BATAMCLICK.COM: Beras SPHP banjiri pasar sepanjang September 2025. Perum Bulog menggerakkan distribusi besar-besaran guna menjaga ketersediaan stok, menekan inflasi, sekaligus memastikan harga beras tetap stabil dan terjangkau.
Direktur Operasional dan Pelayanan Publik (OPP) Bulog, Mokhamad Suyamto, menegaskan langkah ini terbukti nyata dan masyarakat merasakannya. “Kami memastikan SPHP terus tersalurkan melalui tujuh saluran distribusi utama, sehingga masyarakat dapat merasakan langsung manfaatnya dalam bentuk harga beras yang lebih terjangkau,” ujarnya di Jakarta, Minggu.
Harga Beras Tekan Inflasi Nasional
Suyamto menanggapi laporan Badan Pusat Statistik (BPS) yang mencatat inflasi bulanan (month-to-month) September 2025 sebesar 0,21 persen. Menariknya, beras justru menjadi penyelamat karena mencatat deflasi 0,13 persen dengan andil negatif -0,01 persen terhadap inflasi.
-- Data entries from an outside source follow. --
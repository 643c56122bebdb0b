//! Tool execution: validate → resolve credential → render → call → classify,
//! with built-in short-circuit, MCP proxying, and async-poll completion.

pub mod response;

use crate::auth::claims::user_context_or_anonymous;
use crate::auth::{ClientCredentialsService, TokenExchanger};
use crate::breaker::{CircuitBreaker, CircuitBreakerRegistry};
use crate::builtins::{BuiltinRegistry, BuiltinToolResult};
use crate::config::ExecutorSettings;
use crate::domain::auth::ApiKeyLocation;
use crate::domain::{AuthConfig, AuthMode, ExecutionMode, ExecutionProfile, McpSourceConfig, PollConfig, ToolDefinition};
use crate::errors::{ErrorKind, ToolgateError, ToolgateResult};
use crate::schema::SchemaValidator;
use crate::sources::McpSourceAdapter;
use crate::template;
use base64::Engine;
use base64::engine::general_purpose::STANDARD as BASE64;
use serde::Serialize;
use serde_json::{Map, Value, json};
use std::collections::BTreeMap;
use std::sync::Arc;
use std::time::{Duration, Instant};
use tracing::{debug, info, warn};

#[derive(Debug, Clone, Copy, PartialEq, Eq, Serialize)]
#[serde(rename_all = "snake_case")]
pub enum ExecutionStatus {
    Completed,
    Failed,
}

/// Error object carried on the wire for failed executions.
#[derive(Debug, Clone, Serialize)]
pub struct ExecutionError {
    pub message: String,
    pub error_code: String,
    #[serde(skip_serializing_if = "BTreeMap::is_empty")]
    pub details: BTreeMap<String, Value>,
}

/// Uniform wire shape for both success and failure.
#[derive(Debug, Clone, Serialize)]
pub struct ExecuteToolResult {
    pub status: ExecutionStatus,
    #[serde(skip_serializing_if = "Option::is_none")]
    pub result: Option<Value>,
    #[serde(skip_serializing_if = "Option::is_none")]
    pub error: Option<ExecutionError>,
    pub execution_time_ms: u64,
    #[serde(skip_serializing_if = "Option::is_none")]
    pub upstream_status: Option<u16>,
    #[serde(skip_serializing_if = "Map::is_empty")]
    pub metadata: Map<String, Value>,
}

impl ExecuteToolResult {
    fn completed(result: Value) -> Self {
        Self {
            status: ExecutionStatus::Completed,
            result: Some(result),
            error: None,
            execution_time_ms: 0,
            upstream_status: None,
            metadata: Map::new(),
        }
    }

    fn failed_with_result(result: Value, upstream_status: u16) -> Self {
        Self {
            status: ExecutionStatus::Failed,
            result: Some(result),
            error: None,
            execution_time_ms: 0,
            upstream_status: Some(upstream_status),
            metadata: Map::new(),
        }
    }

    fn from_error(err: ToolgateError) -> Self {
        Self {
            status: ExecutionStatus::Failed,
            result: None,
            error: Some(ExecutionError {
                message: err.message.clone(),
                error_code: err.error_code().to_string(),
                details: err.details,
            }),
            execution_time_ms: 0,
            upstream_status: err.upstream_status,
            metadata: Map::new(),
        }
    }

    pub fn is_completed(&self) -> bool {
        self.status == ExecutionStatus::Completed
    }
}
Menurutnya, kondisi ini terjadi berkat kombinasi dua faktor penting. Dari sisi pasokan, masuknya panen gadu di berbagai sentra produksi memberi tekanan pada harga. Sementara dari sisi kebijakan, intervensi Bulog lewat program beras SPHP memberi dampak langsung di pasar.
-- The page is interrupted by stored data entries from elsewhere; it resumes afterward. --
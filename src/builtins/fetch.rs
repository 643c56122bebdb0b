use crate::builtins::workspace::Workspace;
use crate::builtins::{BuiltinTool, BuiltinToolResult, UserContext, required_str};
use crate::config::BuiltinSettings;
use crate::utils::http::{FetchedBody, read_classified};
use async_trait::async_trait;
use serde_json::{Map, Value, json};
use std::sync::Arc;
use std::time::Duration;
use tracing::debug;
use uuid::Uuid;

/// HTTP GET with size and timeout caps. Text and JSON come back inline;
/// binary bodies are saved to the user's workspace and returned as a
/// download reference.
pub struct FetchUrlTool {
    http: reqwest::Client,
    max_bytes: usize,
    workspace: Arc<Workspace>,
}

impl FetchUrlTool {
    pub fn new(settings: &BuiltinSettings, workspace: Arc<Workspace>) -> Self {
        let http = reqwest::Client::builder()
            .connect_timeout(Duration::from_secs(10))
            .timeout(Duration::from_secs(settings.fetch_timeout_secs))
            .build()
            .unwrap_or_else(|_| reqwest::Client::new());
        Self {
            http,
            max_bytes: settings.fetch_max_bytes,
            workspace,
        }
    }

    async fn fetch(&self, url: &str, user: &UserContext) -> anyhow::Result<BuiltinToolResult> {
        if !url.starts_with("http://") && !url.starts_with("https://") {
            return Ok(BuiltinToolResult::err("only http and https URLs are supported"));
        }

        let response = self.http.get(url).send().await?;
        let fetched = read_classified(response, self.max_bytes).await?;

        let mut metadata = Map::new();
        metadata.insert("status".into(), json!(fetched.status));
        metadata.insert("content_type".into(), json!(fetched.content_type));
        metadata.insert("size_bytes".into(), json!(fetched.size_bytes));
        if fetched.truncated {
            metadata.insert("truncated".into(), json!(true));
        }

        match fetched.body {
            FetchedBody::Json(value) => Ok(BuiltinToolResult::ok_with_metadata(value, metadata)),
            FetchedBody::Text(text) => {
                Ok(BuiltinToolResult::ok_with_metadata(Value::String(text), metadata))
            }
            FetchedBody::Binary(bytes) => {
                // Park it in the workspace and hand back a reference.
                let filename = format!("download-{}", Uuid::new_v4());
                let path = self.workspace.resolve_file(&user.user_id, &filename)?;
                tokio::fs::write(&path, &bytes).await?;
                debug!("saved binary fetch ({} bytes) to {:?}", bytes.len(), path);
                Ok(BuiltinToolResult::ok_with_metadata(
                    json!({
                        "download": filename,
                        "content_type": fetched.content_type,
                        "size_bytes": bytes.len(),
                    }),
                    metadata,
                ))
            }
        }
    }
}

#[async_trait]
impl BuiltinTool for FetchUrlTool {
    fn name(&self) -> &str {
        "fetch_url"
    }

    fn description(&self) -> &str {
        "Fetch content from an HTTP(S) URL. Text and JSON are returned inline; binary content is saved to the workspace and returned as a download reference."
    }

    fn input_schema(&self) -> Value {
        json!({
            "type": "object",
            "properties": {
                "url": {"type": "string", "description": "The URL to fetch"}
            },
            "required": ["url"]
        })
    }

    async fn execute(&self, arguments: &Map<String, Value>, user: &UserContext) -> BuiltinToolResult {
        let url = match required_str(arguments, "url") {
            Ok(url) => url,
            Err(e) => return BuiltinToolResult::err(e),
        };
        match self.fetch(url, user).await {
            Ok(result) => result,
            Err(e) => BuiltinToolResult::err(format!("fetch failed: {}", e)),
        }
    }
}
“Fakta bahwa beras justru memberikan andil negatif terhadap inflasi September menunjukkan bahwa intervensi pemerintah melalui Bulog berjalan efektif,” tegasnya.
Distribusi Masif Lewat Tujuh Jalur Utama
Untuk memastikan stabilitas harga, Bulog menyalurkan beras SPHP melalui tujuh jalur distribusi utama. Jalur tersebut meliputi pasar tradisional, ritel modern, jaringan Koperasi Desa Merah Putih (KDMP), Gerakan Pangan Murah (GPM) bersama TNI, Polri, serta pemerintah pusat dan daerah, outlet BUMN Pangan, jaringan Rumah Pangan Kita (RPK) Bulog, hingga distribusi langsung berbasis komunitas.
Sepanjang September 2025, realisasi penyaluran beras SPHP mencapai 143.866 ton. Angka itu naik 59 persen dari Agustus 2025, sekaligus menjadi rekor tertinggi dalam tiga tahun terakhir.
“Jumlah ini menjadi indikasi positif keberhasilan intervensi dalam menjaga pasokan dan harga beras di pasar,” jelas Suyamto.
Target Nasional dan Harapan Hingga Akhir Tahun
Secara kumulatif hingga 3 Oktober 2025, Bulog sudah menyalurkan 462 ribu ton beras SPHP atau sekitar 30 persen dari target nasional sebesar 1,5 juta ton sepanjang 2025.
Suyamto menegaskan capaian tersebut menunjukkan bahwa program SPHP berjalan sesuai rencana dan diyakini mampu menahan tekanan harga hingga akhir tahun. “Dengan stok yang cukup dan strategi distribusi yang tepat, Bulog optimistis tekanan harga beras menjelang akhir tahun 2025 dapat terkendali,” katanya.